Ready, or Not, for Obamacare
The day after the U.S. Supreme Court upheld President Barack Obama’s health-care reform law, his campaign put Martin O’Malley on the phone with reporters. A Democrat from one of the country’s bluest states, he referred to his Republican peers who’d waged the unsuccessful legal battle to strike down the Affordable Care Act as “laggards.” Now that the Supreme Court had ruled, he offered to help other states prepare for it, as he’d already been doing for more than a year. “We are ready and willing and very happy to share what we’ve learned in this process with governors of both parties,” O’Malley said.

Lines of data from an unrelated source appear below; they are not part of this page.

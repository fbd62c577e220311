//! Endpoint adapters.
//!
//! Each adapter knows exactly one endpoint's request and response shape. Requests are validated
//! locally (missing fields, upload size/format) so a request the provider would reject never
//! leaves the process; responses are normalized into a [`ResponseEnvelope`] that keeps the wire
//! body verbatim.

mod audio;
mod chat;
pub mod files;
mod image;
mod responses;

pub use audio::{SpeechAdapter, TranscriptionAdapter, TranslationAdapter};
pub use chat::ChatCompletionAdapter;
pub use files::FilePart;
pub use image::{ImageEditAdapter, ImageGenerationAdapter, ImageVariationAdapter};
pub use responses::UnifiedResponseAdapter;

use crate::types::{Endpoint, ResponseEnvelope, StreamEvent, TurnInput, WireResponse};
use crate::{Error, ErrorContext, Result};
use serde_json::{Map, Value};
use std::collections::HashMap;
use std::fmt;
use std::sync::Arc;

/// Endpoint-specific request payload, built fresh for every call.
#[derive(Debug, Clone, PartialEq)]
pub enum WireRequest {
    Json(Value),
    Multipart(MultipartBody),
}

impl WireRequest {
    pub fn as_json(&self) -> Option<&Value> {
        match self {
            WireRequest::Json(v) => Some(v),
            WireRequest::Multipart(_) => None,
        }
    }

    pub fn as_multipart(&self) -> Option<&MultipartBody> {
        match self {
            WireRequest::Multipart(m) => Some(m),
            WireRequest::Json(_) => None,
        }
    }
}

/// Multipart part-set: scalar fields plus files streamed from disk at send time.
#[derive(Debug, Clone, Default, PartialEq)]
pub struct MultipartBody {
    pub fields: Vec<(String, String)>,
    pub files: Vec<FilePart>,
}

impl MultipartBody {
    pub fn new() -> Self {
        Self::default()
    }

    pub fn text(mut self, name: impl Into<String>, value: impl Into<String>) -> Self {
        self.fields.push((name.into(), value.into()));
        self
    }

    pub fn text_opt(self, name: &str, value: Option<impl Into<String>>) -> Self {
        match value {
            Some(v) => self.text(name, v),
            None => self,
        }
    }

    pub fn file(mut self, part: FilePart) -> Self {
        self.files.push(part);
        self
    }

    pub fn field(&self, name: &str) -> Option<&str> {
        self.fields
            .iter()
            .find(|(k, _)| k == name)
            .map(|(_, v)| v.as_str())
    }

    pub fn file_part(&self, name: &str) -> Option<&FilePart> {
        self.files.iter().find(|f| f.field == name)
    }
}

/// Translation between typed input / wire format for one endpoint.
pub trait Adapter: Send + Sync {
    fn endpoint(&self) -> Endpoint;

    /// Build the wire payload. Never touches the network; fails fast on invalid input.
    fn transform_request(&self, input: &TurnInput) -> Result<WireRequest>;

    /// Normalize a decoded wire response.
    fn transform_response(&self, wire: WireResponse) -> Result<ResponseEnvelope>;

    fn supports_streaming(&self) -> bool {
        false
    }

    /// Build the JSON body for an SSE call (`stream: true`).
    fn transform_stream_request(&self, input: &TurnInput) -> Result<Value> {
        if !self.supports_streaming() {
            return Err(Error::invalid_request_with_context(
                format!("endpoint '{}' does not support streaming", self.endpoint()),
                ErrorContext::new().with_source(self.endpoint().as_str()),
            ));
        }
        match self.transform_request(input)? {
            WireRequest::Json(Value::Object(mut body)) => {
                body.insert("stream".into(), Value::Bool(true));
                Ok(Value::Object(body))
            }
            _ => Err(Error::invalid_request_with_context(
                "streaming requires a JSON object body",
                ErrorContext::new().with_source(self.endpoint().as_str()),
            )),
        }
    }

    fn transform_stream_event(&self, event: StreamEvent) -> StreamEvent {
        event
    }
}

/// Lookup table from endpoint to adapter.
#[derive(Clone)]
pub struct AdapterFactory {
    adapters: HashMap<Endpoint, Arc<dyn Adapter>>,
}

impl AdapterFactory {
    /// A factory with nothing registered.
    pub fn empty() -> Self {
        Self {
            adapters: HashMap::new(),
        }
    }

    /// Register (or replace) the adapter for its endpoint.
    pub fn register(mut self, adapter: Arc<dyn Adapter>) -> Self {
        self.adapters.insert(adapter.endpoint(), adapter);
        self
    }

    pub fn make(&self, endpoint: Endpoint) -> Result<Arc<dyn Adapter>> {
        self.adapters.get(&endpoint).cloned().ok_or_else(|| {
            Error::configuration_with_context(
                format!("no adapter registered for endpoint '{}'", endpoint),
                ErrorContext::new().with_source("adapter_factory"),
            )
        })
    }

    pub fn endpoints(&self) -> Vec<Endpoint> {
        Endpoint::ALL
            .into_iter()
            .filter(|e| self.adapters.contains_key(e))
            .collect()
    }
}

impl Default for AdapterFactory {
    fn default() -> Self {
        Self::empty()
            .register(Arc::new(ChatCompletionAdapter))
            .register(Arc::new(UnifiedResponseAdapter))
            .register(Arc::new(TranscriptionAdapter))
            .register(Arc::new(TranslationAdapter))
            .register(Arc::new(SpeechAdapter))
            .register(Arc::new(ImageGenerationAdapter))
            .register(Arc::new(ImageEditAdapter))
            .register(Arc::new(ImageVariationAdapter))
    }
}

impl fmt::Debug for AdapterFactory {
    fn fmt(&self, f: &mut fmt::Formatter<'_>) -> fmt::Result {
        f.debug_struct("AdapterFactory")
            .field("endpoints", &self.endpoints())
            .finish()
    }
}

pub(crate) fn unexpected_input(endpoint: Endpoint, input: &TurnInput) -> Error {
    Error::invalid_request_with_context(
        format!(
            "adapter for '{}' cannot handle input classified for '{}'",
            endpoint,
            input.endpoint()
        ),
        ErrorContext::new().with_source("adapter"),
    )
}

pub(crate) fn missing_field(endpoint: Endpoint, field: &str, message: &str) -> Error {
    Error::invalid_request_with_context(
        message,
        ErrorContext::new()
            .with_field_path(field)
            .with_source(endpoint.as_str()),
    )
}

/// The JSON object body of a wire response; anything else is a decode failure.
pub(crate) fn json_object(endpoint: Endpoint, wire: &WireResponse) -> Result<&Map<String, Value>> {
    match wire {
        WireResponse::Json(Value::Object(map)) => Ok(map),
        WireResponse::Json(_) => Err(Error::decode_with_context(
            "expected a JSON object response body",
            ErrorContext::new().with_source(endpoint.as_str()),
        )),
        WireResponse::Binary { content_type, .. } => Err(Error::decode_with_context(
            format!(
                "expected a JSON response, got {}",
                content_type.as_deref().unwrap_or("an untyped body")
            ),
            ErrorContext::new().with_source(endpoint.as_str()),
        )),
    }
}

pub(crate) fn str_of(map: &Map<String, Value>, key: &str) -> Option<String> {
    map.get(key).and_then(Value::as_str).map(str::to_string)
}

/// Copy `keys` from a response body into metadata, defaulting absent ones to null.
pub(crate) fn copy_metadata(
    metadata: &mut Map<String, Value>,
    body: &Map<String, Value>,
    keys: &[&str],
) {
    for key in keys {
        metadata.insert(
            key.to_string(),
            body.get(*key).cloned().unwrap_or(Value::Null),
        );
    }
}

pub(crate) fn model_or(model: &Option<String>, default: &str) -> String {
    model.clone().unwrap_or_else(|| default.to_string())
}
//! # Types Module
//!
//! Core data types shared by the router, adapters, transport and stream reader.
//!
//! | Type | Description |
//! |------|-------------|
//! | [`UnifiedRequest`] | Open-ended caller payload, interpreted structurally by the router |
//! | [`TurnInput`] | Typed, per-endpoint input produced by classification |
//! | [`Endpoint`] | One concrete remote operation (path + wire shape) |
//! | [`ResponseEnvelope`] | Normalized response returned for every endpoint |
//! | [`WireResponse`] | Decoded remote response body, kept verbatim in the envelope |
//! | [`StreamEvent`] | One decoded SSE frame |

pub mod endpoint;
pub mod envelope;
pub mod events;
pub mod input;
pub mod request;

pub use endpoint::{Endpoint, EndpointKind};
pub use envelope::{ImageData, ResponseEnvelope, ResponseStatus, WireResponse};
pub use events::{EventData, StreamEvent};
pub use input::{
    ChatInput, ImageEditInput, ImageGenerationInput, ImageVariationInput, ResponseInput,
    SpeechInput, TranscriptionInput, TranslationInput, TurnInput,
};
pub use request::UnifiedRequest;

The remark wasn’t as gratuitous as it sounds. The Affordable Care Act requires states to have the most important parts of the law up and running by Jan. 1, 2014. Many are unlikely to make the deadline. As of late July, only 18 states had even started putting in place the law’s central component: health benefit exchanges, the menu of insurance plans that currently uninsured Americans will choose from. Twenty-five states were either studying options or had yet to take significant steps. The Republican governors of six states—including Texas, Florida, and South Carolina—are simply refusing to create the exchanges, in hopes that if Mitt Romney is elected president he’ll repeal or at least delay them. If states don’t create exchanges, the law requires the federal government to step in and do it for them.